Segment Start: Supplied information
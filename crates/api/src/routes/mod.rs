pub mod health;
pub mod notifications;
pub mod webhook;
pub mod ws;

use axum::Router;

use crate::state::AppState;

/// Build the complete API router with all routes.
pub fn create_router(state: AppState) -> Router {
    Router::new()
        .merge(health::router())
        .merge(webhook::router())
        .merge(notifications::router())
        .merge(ws::router())
        .with_state(state)
}
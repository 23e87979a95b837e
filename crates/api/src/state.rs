//! Shared application state for the Axum server.

use std::sync::Arc;

use herald_common::config::AppConfig;
use herald_engine::dispatcher::Dispatcher;
use herald_engine::ingestion::IngestionService;
use herald_engine::registry::ConnectionRegistry;
use herald_engine::replay::ReplayPolicy;
use herald_engine::store::{DedupPolicy, NotificationStore};

use crate::middleware::auth::JwtVerifier;

/// Application state shared across all route handlers via Axum `State`.
#[derive(Clone)]
pub struct AppState {
    pub store: Arc<dyn NotificationStore>,
    pub registry: Arc<ConnectionRegistry>,
    pub ingestion: IngestionService,
    pub verifier: JwtVerifier,
    pub replay: ReplayPolicy,
    pub config: AppConfig,
}

impl AppState {
    pub fn new(store: Arc<dyn NotificationStore>, config: AppConfig) -> Self {
        let registry = Arc::new(ConnectionRegistry::new());
        let send_timeout = config.delivery_send_timeout();
        let dispatcher = Dispatcher::new(registry.clone(), send_timeout);
        let ingestion = IngestionService::new(
            store.clone(),
            dispatcher,
            DedupPolicy::new(config.dedup_includes_responsible),
        );
        let replay = ReplayPolicy::new(config.replay_window_days, config.replay_limit, send_timeout);

        Self {
            store,
            registry,
            ingestion,
            verifier: JwtVerifier::new(&config.jwt_secret),
            replay,
            config,
        }
    }
}
//! Listening history input

pub mod end_song;

pub use end_song::{parse_end_songs, read_streaming_history};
Segment End: Supplied information
**Your objective:**
The string "filename" appears in some lines of the material. Report how many, and nothing more.

**Written reply:**
2